> What you should do: The required response is the number of lines in the entries that include the word "reply", with nothing added.

> Material for this exercise:
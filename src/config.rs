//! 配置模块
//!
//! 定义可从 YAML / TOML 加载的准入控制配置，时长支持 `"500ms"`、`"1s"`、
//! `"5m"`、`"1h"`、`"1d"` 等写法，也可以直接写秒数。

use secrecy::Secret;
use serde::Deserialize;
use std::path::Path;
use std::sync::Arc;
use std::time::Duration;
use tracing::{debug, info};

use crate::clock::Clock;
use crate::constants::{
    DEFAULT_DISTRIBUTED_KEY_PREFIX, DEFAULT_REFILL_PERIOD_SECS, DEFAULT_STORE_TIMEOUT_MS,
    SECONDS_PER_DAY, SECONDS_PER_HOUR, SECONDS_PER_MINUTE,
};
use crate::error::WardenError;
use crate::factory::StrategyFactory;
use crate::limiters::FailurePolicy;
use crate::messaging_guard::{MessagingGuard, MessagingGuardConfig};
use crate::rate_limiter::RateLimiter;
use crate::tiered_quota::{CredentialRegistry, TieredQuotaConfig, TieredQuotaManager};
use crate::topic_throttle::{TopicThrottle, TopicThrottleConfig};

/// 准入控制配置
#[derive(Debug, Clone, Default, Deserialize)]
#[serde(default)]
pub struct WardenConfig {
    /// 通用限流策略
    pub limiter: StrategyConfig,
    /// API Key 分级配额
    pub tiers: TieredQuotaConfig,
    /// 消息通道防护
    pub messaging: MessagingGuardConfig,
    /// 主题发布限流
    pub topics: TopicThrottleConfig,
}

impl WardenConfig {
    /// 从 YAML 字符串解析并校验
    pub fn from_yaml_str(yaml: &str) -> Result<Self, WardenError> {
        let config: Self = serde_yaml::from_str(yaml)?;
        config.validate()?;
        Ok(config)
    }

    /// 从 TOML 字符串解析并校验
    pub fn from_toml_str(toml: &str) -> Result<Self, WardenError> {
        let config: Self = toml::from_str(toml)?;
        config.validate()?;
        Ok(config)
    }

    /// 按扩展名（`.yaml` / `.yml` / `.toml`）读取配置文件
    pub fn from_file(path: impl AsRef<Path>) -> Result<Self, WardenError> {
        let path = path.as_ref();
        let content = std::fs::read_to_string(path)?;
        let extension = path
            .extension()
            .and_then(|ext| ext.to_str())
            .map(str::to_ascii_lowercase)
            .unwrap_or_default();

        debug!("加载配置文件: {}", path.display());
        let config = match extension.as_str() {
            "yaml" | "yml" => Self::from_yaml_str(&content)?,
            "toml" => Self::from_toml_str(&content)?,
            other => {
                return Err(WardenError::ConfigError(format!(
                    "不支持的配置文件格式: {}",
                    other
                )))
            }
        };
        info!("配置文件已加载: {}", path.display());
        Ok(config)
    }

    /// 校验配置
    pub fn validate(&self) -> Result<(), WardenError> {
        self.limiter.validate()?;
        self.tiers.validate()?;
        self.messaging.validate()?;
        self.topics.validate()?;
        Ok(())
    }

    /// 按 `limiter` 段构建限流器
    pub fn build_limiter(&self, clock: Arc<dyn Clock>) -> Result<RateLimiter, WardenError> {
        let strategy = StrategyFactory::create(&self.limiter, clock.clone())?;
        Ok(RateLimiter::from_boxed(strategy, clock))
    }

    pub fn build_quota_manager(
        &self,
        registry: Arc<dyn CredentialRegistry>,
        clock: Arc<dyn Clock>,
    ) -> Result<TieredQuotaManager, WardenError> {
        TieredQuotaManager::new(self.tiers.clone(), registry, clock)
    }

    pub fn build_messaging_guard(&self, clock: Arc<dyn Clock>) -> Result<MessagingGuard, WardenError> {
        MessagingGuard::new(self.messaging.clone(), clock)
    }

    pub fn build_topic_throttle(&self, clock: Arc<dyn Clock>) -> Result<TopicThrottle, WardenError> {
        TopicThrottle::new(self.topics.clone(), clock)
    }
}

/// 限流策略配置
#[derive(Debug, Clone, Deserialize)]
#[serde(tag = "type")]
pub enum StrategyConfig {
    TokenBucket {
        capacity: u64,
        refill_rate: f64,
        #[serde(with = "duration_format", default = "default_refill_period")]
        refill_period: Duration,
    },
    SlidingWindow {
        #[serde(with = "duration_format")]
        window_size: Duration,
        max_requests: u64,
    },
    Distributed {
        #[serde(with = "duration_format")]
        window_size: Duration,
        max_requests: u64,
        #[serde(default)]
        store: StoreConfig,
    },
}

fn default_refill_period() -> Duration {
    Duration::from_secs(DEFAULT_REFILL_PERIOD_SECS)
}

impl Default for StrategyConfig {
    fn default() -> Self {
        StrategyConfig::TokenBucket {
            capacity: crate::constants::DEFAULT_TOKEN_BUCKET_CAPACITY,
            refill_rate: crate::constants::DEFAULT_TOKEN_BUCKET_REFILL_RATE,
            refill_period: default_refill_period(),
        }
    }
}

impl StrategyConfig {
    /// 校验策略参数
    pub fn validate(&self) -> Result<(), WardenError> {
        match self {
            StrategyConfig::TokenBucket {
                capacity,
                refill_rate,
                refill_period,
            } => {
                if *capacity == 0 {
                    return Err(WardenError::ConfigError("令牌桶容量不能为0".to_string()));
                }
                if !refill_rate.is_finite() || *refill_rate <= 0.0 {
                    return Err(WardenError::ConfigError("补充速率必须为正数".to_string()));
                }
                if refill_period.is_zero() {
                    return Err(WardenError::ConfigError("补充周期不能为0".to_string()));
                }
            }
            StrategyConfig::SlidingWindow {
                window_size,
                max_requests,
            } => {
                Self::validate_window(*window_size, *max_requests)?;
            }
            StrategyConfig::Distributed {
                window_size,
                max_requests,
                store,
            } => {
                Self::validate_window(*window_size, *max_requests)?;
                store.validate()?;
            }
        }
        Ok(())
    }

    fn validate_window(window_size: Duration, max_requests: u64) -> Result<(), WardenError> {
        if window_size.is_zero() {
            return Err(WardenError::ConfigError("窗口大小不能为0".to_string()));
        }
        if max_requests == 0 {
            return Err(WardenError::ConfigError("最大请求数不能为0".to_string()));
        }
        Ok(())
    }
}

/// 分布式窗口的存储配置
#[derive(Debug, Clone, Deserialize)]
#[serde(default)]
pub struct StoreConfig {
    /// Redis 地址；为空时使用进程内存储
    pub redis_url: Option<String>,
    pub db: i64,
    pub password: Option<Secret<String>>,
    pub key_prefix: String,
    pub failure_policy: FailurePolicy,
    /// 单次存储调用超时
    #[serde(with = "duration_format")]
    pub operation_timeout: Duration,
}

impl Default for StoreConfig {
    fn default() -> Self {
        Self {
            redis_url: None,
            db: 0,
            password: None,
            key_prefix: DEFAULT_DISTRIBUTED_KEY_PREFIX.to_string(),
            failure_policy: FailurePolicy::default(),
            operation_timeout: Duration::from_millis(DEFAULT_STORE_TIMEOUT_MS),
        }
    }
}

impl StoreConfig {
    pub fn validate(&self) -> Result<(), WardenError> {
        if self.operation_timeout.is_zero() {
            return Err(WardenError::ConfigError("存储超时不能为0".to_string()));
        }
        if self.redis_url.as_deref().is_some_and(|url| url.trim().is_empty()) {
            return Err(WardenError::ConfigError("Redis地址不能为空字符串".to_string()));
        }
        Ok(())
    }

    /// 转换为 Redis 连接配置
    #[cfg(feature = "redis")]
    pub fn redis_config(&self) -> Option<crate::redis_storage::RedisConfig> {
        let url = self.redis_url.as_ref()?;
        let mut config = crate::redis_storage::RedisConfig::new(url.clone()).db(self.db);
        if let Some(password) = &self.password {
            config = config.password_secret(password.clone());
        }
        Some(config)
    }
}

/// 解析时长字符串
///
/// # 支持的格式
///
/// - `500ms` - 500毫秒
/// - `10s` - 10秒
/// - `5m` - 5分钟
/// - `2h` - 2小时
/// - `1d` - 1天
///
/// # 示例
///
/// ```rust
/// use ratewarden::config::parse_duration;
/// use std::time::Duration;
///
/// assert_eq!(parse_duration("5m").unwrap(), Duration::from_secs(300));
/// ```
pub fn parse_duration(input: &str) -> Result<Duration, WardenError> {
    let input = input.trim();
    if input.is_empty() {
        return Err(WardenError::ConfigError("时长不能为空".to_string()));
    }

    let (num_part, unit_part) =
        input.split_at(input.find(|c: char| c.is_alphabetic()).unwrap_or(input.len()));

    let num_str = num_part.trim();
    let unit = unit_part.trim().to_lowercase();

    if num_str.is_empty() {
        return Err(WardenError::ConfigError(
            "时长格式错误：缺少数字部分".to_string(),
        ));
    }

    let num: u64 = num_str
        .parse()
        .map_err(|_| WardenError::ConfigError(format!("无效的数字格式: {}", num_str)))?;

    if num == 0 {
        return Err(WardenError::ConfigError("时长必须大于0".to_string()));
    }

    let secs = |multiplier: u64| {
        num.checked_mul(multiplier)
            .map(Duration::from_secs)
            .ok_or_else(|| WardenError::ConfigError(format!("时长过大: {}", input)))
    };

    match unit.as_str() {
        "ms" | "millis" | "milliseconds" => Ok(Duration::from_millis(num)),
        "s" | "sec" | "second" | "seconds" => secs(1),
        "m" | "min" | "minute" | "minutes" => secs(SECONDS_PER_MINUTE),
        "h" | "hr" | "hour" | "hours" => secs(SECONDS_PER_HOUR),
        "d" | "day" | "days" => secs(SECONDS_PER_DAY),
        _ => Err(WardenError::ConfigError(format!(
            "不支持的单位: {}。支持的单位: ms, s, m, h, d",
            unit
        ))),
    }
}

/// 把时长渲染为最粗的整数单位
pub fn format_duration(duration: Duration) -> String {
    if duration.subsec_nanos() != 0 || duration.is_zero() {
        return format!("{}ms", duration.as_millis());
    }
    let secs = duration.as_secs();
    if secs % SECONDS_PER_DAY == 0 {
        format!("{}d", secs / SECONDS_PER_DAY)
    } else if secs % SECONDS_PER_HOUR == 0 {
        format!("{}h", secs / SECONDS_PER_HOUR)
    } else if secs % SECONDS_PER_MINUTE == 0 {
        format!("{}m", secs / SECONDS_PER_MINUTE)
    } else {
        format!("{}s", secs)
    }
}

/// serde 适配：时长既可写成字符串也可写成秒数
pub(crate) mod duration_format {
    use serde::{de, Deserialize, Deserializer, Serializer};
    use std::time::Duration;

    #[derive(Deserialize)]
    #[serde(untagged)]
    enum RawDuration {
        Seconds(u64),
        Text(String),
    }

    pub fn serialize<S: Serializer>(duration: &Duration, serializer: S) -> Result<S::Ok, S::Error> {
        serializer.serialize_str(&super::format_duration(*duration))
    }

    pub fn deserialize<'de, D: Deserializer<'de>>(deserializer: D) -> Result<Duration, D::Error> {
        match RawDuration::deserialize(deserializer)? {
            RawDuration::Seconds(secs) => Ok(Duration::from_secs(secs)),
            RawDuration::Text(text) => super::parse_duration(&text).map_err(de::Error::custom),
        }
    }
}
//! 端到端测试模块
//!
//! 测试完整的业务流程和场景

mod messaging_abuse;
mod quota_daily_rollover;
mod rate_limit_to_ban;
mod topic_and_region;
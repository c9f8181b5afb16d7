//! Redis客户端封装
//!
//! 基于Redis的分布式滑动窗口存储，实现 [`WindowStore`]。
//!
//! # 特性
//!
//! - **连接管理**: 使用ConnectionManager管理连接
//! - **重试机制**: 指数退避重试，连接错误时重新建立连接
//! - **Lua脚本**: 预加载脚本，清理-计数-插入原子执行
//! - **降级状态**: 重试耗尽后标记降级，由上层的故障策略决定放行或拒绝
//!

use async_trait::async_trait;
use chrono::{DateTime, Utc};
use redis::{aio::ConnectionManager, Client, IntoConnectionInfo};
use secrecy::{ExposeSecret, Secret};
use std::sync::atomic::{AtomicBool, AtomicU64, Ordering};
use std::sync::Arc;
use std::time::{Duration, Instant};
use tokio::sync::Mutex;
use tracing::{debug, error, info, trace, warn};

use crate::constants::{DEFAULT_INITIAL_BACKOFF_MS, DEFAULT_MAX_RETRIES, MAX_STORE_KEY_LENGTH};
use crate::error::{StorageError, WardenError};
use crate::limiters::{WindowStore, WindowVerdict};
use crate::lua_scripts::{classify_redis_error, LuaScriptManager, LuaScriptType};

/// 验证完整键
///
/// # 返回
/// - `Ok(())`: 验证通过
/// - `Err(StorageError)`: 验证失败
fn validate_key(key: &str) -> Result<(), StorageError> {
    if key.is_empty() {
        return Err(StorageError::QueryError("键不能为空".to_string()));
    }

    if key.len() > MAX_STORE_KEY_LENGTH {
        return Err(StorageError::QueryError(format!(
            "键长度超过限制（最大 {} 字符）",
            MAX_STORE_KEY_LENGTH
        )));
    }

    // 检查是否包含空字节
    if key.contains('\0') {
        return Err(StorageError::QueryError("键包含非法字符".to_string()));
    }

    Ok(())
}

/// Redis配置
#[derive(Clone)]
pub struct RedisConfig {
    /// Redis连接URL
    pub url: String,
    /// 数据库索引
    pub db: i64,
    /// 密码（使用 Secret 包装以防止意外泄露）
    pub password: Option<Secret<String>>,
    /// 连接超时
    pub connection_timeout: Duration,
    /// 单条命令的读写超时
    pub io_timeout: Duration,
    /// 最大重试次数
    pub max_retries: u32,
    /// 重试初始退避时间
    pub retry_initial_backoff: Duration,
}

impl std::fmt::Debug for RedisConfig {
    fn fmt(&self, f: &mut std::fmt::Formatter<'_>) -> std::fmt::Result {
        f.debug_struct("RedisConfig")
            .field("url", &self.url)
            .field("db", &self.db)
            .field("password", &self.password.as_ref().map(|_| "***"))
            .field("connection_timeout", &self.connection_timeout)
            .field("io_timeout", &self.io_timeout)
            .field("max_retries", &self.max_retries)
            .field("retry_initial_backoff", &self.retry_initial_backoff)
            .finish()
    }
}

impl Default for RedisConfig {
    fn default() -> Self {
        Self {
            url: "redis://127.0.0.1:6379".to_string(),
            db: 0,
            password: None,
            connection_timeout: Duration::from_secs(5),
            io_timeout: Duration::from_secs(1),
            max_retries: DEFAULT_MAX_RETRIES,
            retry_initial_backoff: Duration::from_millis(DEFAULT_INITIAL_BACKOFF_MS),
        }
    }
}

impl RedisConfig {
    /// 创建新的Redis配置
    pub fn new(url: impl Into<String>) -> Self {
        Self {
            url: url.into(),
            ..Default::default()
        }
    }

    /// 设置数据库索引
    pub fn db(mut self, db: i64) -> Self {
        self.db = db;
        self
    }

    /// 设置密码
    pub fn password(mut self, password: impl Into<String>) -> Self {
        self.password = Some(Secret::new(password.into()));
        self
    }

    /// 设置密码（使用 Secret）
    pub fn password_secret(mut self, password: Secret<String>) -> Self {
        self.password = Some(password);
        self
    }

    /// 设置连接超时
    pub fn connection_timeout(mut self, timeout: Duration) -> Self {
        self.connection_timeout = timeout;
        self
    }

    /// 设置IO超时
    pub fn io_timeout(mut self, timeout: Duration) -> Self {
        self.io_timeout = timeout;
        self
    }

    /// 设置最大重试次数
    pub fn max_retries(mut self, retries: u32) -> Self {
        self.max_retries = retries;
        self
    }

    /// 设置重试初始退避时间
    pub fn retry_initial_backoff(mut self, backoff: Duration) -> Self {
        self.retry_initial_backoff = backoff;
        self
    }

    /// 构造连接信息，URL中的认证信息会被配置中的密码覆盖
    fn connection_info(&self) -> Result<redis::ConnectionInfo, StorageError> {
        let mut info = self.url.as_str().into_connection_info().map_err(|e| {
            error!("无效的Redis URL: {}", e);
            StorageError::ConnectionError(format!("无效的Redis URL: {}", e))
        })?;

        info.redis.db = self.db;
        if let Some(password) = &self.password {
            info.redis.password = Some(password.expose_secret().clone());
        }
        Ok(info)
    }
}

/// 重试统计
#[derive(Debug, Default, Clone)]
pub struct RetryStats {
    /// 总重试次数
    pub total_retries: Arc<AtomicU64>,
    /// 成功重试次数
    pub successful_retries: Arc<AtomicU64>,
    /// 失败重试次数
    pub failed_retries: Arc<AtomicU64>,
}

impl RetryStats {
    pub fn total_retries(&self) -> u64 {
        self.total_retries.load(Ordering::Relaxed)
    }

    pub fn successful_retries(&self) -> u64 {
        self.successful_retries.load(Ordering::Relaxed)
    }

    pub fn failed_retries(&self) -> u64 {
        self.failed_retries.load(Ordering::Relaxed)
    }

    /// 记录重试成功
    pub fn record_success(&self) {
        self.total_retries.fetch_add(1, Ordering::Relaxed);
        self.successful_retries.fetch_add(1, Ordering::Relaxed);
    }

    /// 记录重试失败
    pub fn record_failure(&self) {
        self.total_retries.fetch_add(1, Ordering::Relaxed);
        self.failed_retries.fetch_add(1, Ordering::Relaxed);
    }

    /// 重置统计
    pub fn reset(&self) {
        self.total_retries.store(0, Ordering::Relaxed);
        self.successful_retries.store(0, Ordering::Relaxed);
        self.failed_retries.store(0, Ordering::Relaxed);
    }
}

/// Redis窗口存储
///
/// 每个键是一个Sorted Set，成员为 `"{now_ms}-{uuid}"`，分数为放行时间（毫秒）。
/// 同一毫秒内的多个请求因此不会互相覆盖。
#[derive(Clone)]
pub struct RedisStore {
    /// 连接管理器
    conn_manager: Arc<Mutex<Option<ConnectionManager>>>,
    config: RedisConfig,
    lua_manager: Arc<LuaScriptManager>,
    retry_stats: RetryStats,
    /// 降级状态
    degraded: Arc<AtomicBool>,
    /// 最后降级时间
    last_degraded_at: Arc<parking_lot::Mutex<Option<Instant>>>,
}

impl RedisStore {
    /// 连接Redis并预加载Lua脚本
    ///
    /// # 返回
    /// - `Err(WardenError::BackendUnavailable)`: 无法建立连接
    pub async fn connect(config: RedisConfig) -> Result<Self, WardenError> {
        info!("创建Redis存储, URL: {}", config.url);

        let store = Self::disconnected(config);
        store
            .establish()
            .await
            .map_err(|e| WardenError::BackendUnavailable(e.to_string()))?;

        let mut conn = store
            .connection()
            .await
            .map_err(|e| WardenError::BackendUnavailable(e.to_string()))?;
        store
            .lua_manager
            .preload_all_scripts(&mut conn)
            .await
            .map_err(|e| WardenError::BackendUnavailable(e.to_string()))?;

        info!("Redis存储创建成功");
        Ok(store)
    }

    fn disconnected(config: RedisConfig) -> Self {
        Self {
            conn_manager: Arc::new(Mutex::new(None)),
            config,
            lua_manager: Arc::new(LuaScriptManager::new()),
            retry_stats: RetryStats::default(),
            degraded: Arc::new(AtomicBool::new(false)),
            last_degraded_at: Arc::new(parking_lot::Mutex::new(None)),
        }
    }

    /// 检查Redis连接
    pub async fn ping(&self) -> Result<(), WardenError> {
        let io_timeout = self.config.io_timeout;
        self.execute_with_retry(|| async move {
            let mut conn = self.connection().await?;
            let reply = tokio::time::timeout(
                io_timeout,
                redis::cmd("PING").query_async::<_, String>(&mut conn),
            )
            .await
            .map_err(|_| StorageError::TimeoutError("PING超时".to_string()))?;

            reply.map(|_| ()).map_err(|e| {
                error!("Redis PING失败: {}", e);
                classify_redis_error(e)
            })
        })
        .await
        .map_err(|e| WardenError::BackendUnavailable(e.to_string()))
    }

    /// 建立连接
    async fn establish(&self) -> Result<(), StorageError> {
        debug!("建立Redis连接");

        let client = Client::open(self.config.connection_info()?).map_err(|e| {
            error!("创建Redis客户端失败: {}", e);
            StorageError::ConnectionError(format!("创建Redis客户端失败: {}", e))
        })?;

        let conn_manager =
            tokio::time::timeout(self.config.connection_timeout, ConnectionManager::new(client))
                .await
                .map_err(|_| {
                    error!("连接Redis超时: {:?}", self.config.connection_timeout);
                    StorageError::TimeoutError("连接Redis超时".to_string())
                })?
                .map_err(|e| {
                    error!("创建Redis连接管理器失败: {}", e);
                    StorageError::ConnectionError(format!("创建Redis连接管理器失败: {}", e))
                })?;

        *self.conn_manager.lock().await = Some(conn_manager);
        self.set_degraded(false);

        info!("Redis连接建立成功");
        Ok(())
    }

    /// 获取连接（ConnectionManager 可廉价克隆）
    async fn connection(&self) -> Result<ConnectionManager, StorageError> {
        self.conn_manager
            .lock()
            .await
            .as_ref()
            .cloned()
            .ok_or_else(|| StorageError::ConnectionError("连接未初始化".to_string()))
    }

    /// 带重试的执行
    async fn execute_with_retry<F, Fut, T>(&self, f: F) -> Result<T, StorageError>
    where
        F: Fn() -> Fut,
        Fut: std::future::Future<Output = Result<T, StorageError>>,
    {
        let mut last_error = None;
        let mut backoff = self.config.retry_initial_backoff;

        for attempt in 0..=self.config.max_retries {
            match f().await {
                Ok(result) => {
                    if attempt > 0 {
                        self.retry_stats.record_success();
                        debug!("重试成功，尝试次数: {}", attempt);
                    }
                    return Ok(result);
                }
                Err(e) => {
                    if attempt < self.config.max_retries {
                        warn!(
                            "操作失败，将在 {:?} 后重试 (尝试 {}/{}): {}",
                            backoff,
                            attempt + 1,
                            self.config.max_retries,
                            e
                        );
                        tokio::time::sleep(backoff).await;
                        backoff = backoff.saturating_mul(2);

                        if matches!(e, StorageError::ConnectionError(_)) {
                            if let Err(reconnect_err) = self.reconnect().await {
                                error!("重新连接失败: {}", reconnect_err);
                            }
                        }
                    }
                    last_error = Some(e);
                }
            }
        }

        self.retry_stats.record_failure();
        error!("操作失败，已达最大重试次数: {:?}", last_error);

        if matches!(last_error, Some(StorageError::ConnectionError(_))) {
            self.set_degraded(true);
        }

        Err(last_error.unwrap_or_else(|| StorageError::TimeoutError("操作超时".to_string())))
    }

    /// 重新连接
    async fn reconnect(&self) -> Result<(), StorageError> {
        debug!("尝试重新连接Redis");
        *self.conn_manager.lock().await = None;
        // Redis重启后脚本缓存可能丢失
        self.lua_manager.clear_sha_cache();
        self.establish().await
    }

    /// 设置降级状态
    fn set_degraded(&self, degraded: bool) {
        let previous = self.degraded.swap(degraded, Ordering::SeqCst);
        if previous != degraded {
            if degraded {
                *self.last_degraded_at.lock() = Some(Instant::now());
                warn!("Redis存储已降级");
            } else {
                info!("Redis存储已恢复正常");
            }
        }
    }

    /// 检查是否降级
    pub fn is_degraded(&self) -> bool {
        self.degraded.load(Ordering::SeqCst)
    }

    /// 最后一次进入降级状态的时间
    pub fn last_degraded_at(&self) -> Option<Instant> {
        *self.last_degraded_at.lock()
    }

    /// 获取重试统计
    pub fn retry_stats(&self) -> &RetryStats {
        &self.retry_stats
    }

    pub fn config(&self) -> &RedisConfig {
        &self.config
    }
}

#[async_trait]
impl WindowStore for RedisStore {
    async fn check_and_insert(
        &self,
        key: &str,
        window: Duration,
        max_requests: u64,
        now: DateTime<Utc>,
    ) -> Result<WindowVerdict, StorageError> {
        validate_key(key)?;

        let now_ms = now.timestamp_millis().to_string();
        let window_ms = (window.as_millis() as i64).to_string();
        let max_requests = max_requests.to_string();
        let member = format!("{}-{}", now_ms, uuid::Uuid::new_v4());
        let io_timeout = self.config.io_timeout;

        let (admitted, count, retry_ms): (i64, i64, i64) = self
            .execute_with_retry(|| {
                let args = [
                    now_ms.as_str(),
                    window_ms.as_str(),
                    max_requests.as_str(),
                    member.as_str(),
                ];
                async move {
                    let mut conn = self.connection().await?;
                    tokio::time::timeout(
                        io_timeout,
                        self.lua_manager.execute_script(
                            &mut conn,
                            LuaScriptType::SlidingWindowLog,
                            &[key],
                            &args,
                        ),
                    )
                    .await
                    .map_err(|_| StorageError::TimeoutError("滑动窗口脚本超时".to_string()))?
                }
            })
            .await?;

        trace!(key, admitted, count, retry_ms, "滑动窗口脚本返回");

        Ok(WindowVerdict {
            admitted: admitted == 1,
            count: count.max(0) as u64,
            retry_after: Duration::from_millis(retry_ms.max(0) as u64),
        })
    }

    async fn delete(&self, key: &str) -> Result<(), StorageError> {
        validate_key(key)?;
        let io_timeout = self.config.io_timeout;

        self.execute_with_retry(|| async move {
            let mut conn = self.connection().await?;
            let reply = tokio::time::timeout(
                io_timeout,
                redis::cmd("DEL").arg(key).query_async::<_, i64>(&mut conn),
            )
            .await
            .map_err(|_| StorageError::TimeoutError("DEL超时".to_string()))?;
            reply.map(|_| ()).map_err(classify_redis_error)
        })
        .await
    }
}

> Result for this exercise: 4